11.         La suite de la procédure est réservée et le sort des frais de l'instance sera tranché avec le fond du litige (art. 87 al. 1 LPA).


PAR CES MOTIFS

LE TRIBUNAL ADMINISTRATIF

DE PREMIÈRE INSTANCE

statuant sur effet suspensif

1.             admet temporairement la demande de retrait d'effet suspensif au recours formée par Madame C______ et Monsieur D______, soit jusqu’au 10 avril 2022 ;

2.             dit, qu’à compter du 11 avril 2022, l’effet suspensif au recours sera restitué ;

3.             fait interdiction à Madame C______ et Monsieur D______ d'utiliser le compresseur/évaporateur de la pompe à chaleur à compter du 11 avril 2022 jusqu'à droit jugé au fond, sous la menace de la peine prévue par l'art. 292 CP ;

4.             réserve la suite et le sort des frais de la cause jusqu’à droit jugé au fond ;

5.             dit que, conformément aux art. 132 LOJ, 62 al. 1 let. b et 65 LPA, la présente décision est susceptible de faire l'objet d'un recours auprès de la chambre administrative de la Cour de justice (10 rue de Saint-Léger, case postale 1956, 1211 Genève 1) dans les dix jours à compter de sa notification.
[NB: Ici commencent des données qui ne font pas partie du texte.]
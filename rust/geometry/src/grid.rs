// This Source Code Form is subject to the terms of the Mozilla Public
// License, v. 2.0. If a copy of the MPL was not distributed with this
// file, You can obtain one at https://mozilla.org/MPL/2.0/.

//! Flat surface grids for one Z-slab of point measurements.

use rustc_hash::FxHashSet;
use volmap_core::{MeasurementRow, QuantityIndex};

/// A horizontal surface through one slab.
///
/// `x` and `y` hold the distinct centers present in the slab, in order of
/// first appearance. `z` is a `y.len()` by `x.len()` grid at the slab's
/// height. `colors` has one row per Y band of the block axis, each listing
/// the quantity values of the rows inside that band.
#[derive(Debug, Clone, PartialEq)]
pub struct LayerGrid {
    pub x: Vec<f64>,
    pub y: Vec<f64>,
    pub z: Vec<Vec<f64>>,
    pub colors: Vec<Vec<f64>>,
}

/// Distinct values in order of first appearance. Values are compared by bit
/// pattern, so `0.0` and `-0.0` are distinct.
pub fn unique_in_order<I>(values: I) -> Vec<f64>
where
    I: IntoIterator<Item = f64>,
{
    let mut seen = FxHashSet::default();
    values.into_iter().filter(|v| seen.insert(v.to_bits())).collect()
}

/// Quantity values bucketed into half-open Y bands `[y_i, y_{i+1})`.
pub fn band_colors(rows: &[&MeasurementRow], quantity: QuantityIndex, y_axis: &[f64]) -> Vec<Vec<f64>> {
    y_axis
        .windows(2)
        .map(|band| {
            rows.iter()
                .filter(|row| row.y >= band[0] && row.y < band[1])
                .map(|row| row.value(quantity))
                .collect()
        })
        .collect()
}

/// Build the surface for a slab's rows. Returns `None` for an empty slab.
pub fn layer_grid(rows: &[&MeasurementRow], quantity: QuantityIndex, y_axis: &[f64]) -> Option<LayerGrid> {
    let z_val = rows.first()?.z;
    let x = unique_in_order(rows.iter().map(|row| row.x));
    let y = unique_in_order(rows.iter().map(|row| row.y));
    let z = vec![vec![z_val; x.len()]; y.len()];
    let colors = band_colors(rows, quantity, y_axis);
    Some(LayerGrid { x, y, z, colors })
}

#[cfg(test)]
mod tests {
    use super::*;
    use volmap_core::{CubeId, MeasurementTable};

    fn table() -> MeasurementTable {
        let rows = vec![
            MeasurementRow::new(CubeId(0), [0.0, 0.0, 5.0], true, vec![1.0]),
            MeasurementRow::new(CubeId(0), [10.0, 0.0, 5.0], true, vec![2.0]),
            MeasurementRow::new(CubeId(0), [0.0, 10.0, 5.0], false, vec![3.0]),
            MeasurementRow::new(CubeId(0), [10.0, 10.0, 5.0], false, vec![4.0]),
        ];
        MeasurementTable::new(vec!["CYB5A".into()], rows)
    }

    #[test]
    fn test_layer_grid() {
        let table = table();
        let quantity = table.quantity("CYB5A").unwrap();
        let rows: Vec<&MeasurementRow> = table.rows().iter().collect();
        let grid = layer_grid(&rows, quantity, &[0.0, 10.0, 20.0]).unwrap();

        assert_eq!(grid.x, vec![0.0, 10.0]);
        assert_eq!(grid.y, vec![0.0, 10.0]);
        assert_eq!(grid.z, vec![vec![5.0, 5.0], vec![5.0, 5.0]]);
        assert_eq!(grid.colors, vec![vec![1.0, 2.0], vec![3.0, 4.0]]);
    }

    #[test]
    fn test_band_upper_edge_excluded() {
        let table = table();
        let quantity = table.quantity("CYB5A").unwrap();
        let rows: Vec<&MeasurementRow> = table.rows().iter().collect();
        // y = 10 falls outside [0, 10)
        let colors = band_colors(&rows, quantity, &[0.0, 10.0]);
        assert_eq!(colors, vec![vec![1.0, 2.0]]);
    }

    #[test]
    fn test_empty_slab() {
        let table = table();
        let quantity = table.quantity("CYB5A").unwrap();
        assert!(layer_grid(&[], quantity, &[0.0, 10.0]).is_none());
    }

    #[test]
    fn test_unique_in_order() {
        assert_eq!(unique_in_order([3.0, 1.0, 3.0, 2.0, 1.0]), vec![3.0, 1.0, 2.0]);
    }
}
// This Source Code Form is subject to the terms of the Mozilla Public
// License, v. 2.0. If a copy of the MPL was not distributed with this
// file, You can obtain one at https://mozilla.org/MPL/2.0/.

//! Renderer configuration loaded from environment variables.

use std::path::{Path, PathBuf};

/// Default configuration directory of a dashboard deployment.
pub const DEFAULT_CONFIG_DIR: &str = "/app/assets/config";

/// Renderer configuration.
#[derive(Debug, Clone)]
pub struct Config {
    /// Root of the published configuration tables.
    pub config_dir: PathBuf,
    /// Directory for cache storage.
    pub cache_dir: PathBuf,
    /// Maximum cache age in days.
    pub cache_max_age_days: u64,
}

impl Config {
    /// Load configuration from environment variables.
    pub fn from_env() -> Self {
        Self {
            config_dir: std::env::var("VOLMAP_CONFIG_DIR")
                .unwrap_or_else(|_| DEFAULT_CONFIG_DIR.into())
                .into(),
            cache_dir: std::env::var("CACHE_DIR")
                .map(PathBuf::from)
                .unwrap_or_else(|_| {
                    // Docker images create /app/cache; local runs cache next to the working directory
                    if Path::new("/.dockerenv").exists() {
                        PathBuf::from("/app/cache")
                    } else {
                        std::env::current_dir()
                            .map(|dir| dir.join(".cache"))
                            .unwrap_or_else(|_| PathBuf::from("./.cache"))
                    }
                }),
            cache_max_age_days: std::env::var("CACHE_MAX_AGE_DAYS")
                .unwrap_or_else(|_| "7".into())
                .parse()
                .unwrap_or(7),
        }
    }

    /// Configuration rooted at `config_dir` with the default cache policy.
    #[cfg(test)]
    pub fn with_dirs(config_dir: impl Into<PathBuf>, cache_dir: impl Into<PathBuf>) -> Self {
        Self {
            config_dir: config_dir.into(),
            cache_dir: cache_dir.into(),
            cache_max_age_days: 7,
        }
    }

    /// `volumetric-map/`: one directory per block plus `downloads.csv`.
    pub fn volumetric_dir(&self) -> PathBuf {
        self.config_dir.join("volumetric-map")
    }

    /// `image-layers/`: `images.csv`, `colorscales.csv` and per-block arrays.
    pub fn image_layer_dir(&self) -> PathBuf {
        self.config_dir.join("image-layers")
    }

    /// `obj/`: `obj-files.csv` and the `volumes/` mesh directory.
    pub fn obj_dir(&self) -> PathBuf {
        self.config_dir.join("obj")
    }
}

impl Default for Config {
    fn default() -> Self {
        Self::from_env()
    }
}
use thiserror::Error;
use volmap_core::CubeId;

/// Result type for geometry operations
pub type Result<T> = std::result::Result<T, Error>;

/// Errors that can occur while building volumetric geometry
#[derive(Error, Debug)]
pub enum Error {
    #[error("Cube {} has {vertex_count} corners, expected 8", cube_id.0)]
    IncompleteCube { cube_id: CubeId, vertex_count: usize },

    #[error("Invalid OBJ data at line {line}: {message}")]
    InvalidObj { line: usize, message: String },

    #[error("Empty mesh: {0}")]
    EmptyMesh(String),

    #[error("IO error: {0}")]
    Io(#[from] std::io::Error),

    #[error("Table error: {0}")]
    CoreError(#[from] volmap_core::Error),
}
L'acte de recours doit être dûment motivé et contenir, sous peine d'irrecevabilité, la désignation de la décision attaquée et les conclusions du recourant. Il doit être accompagné de la présente décision et des autres pièces dont dispose le recourant.

Au nom du Tribunal :

La présidente

Caroline DEL GAUDIO-SIEGRIST

 

Copie conforme de cette décision est communiquée aux parties.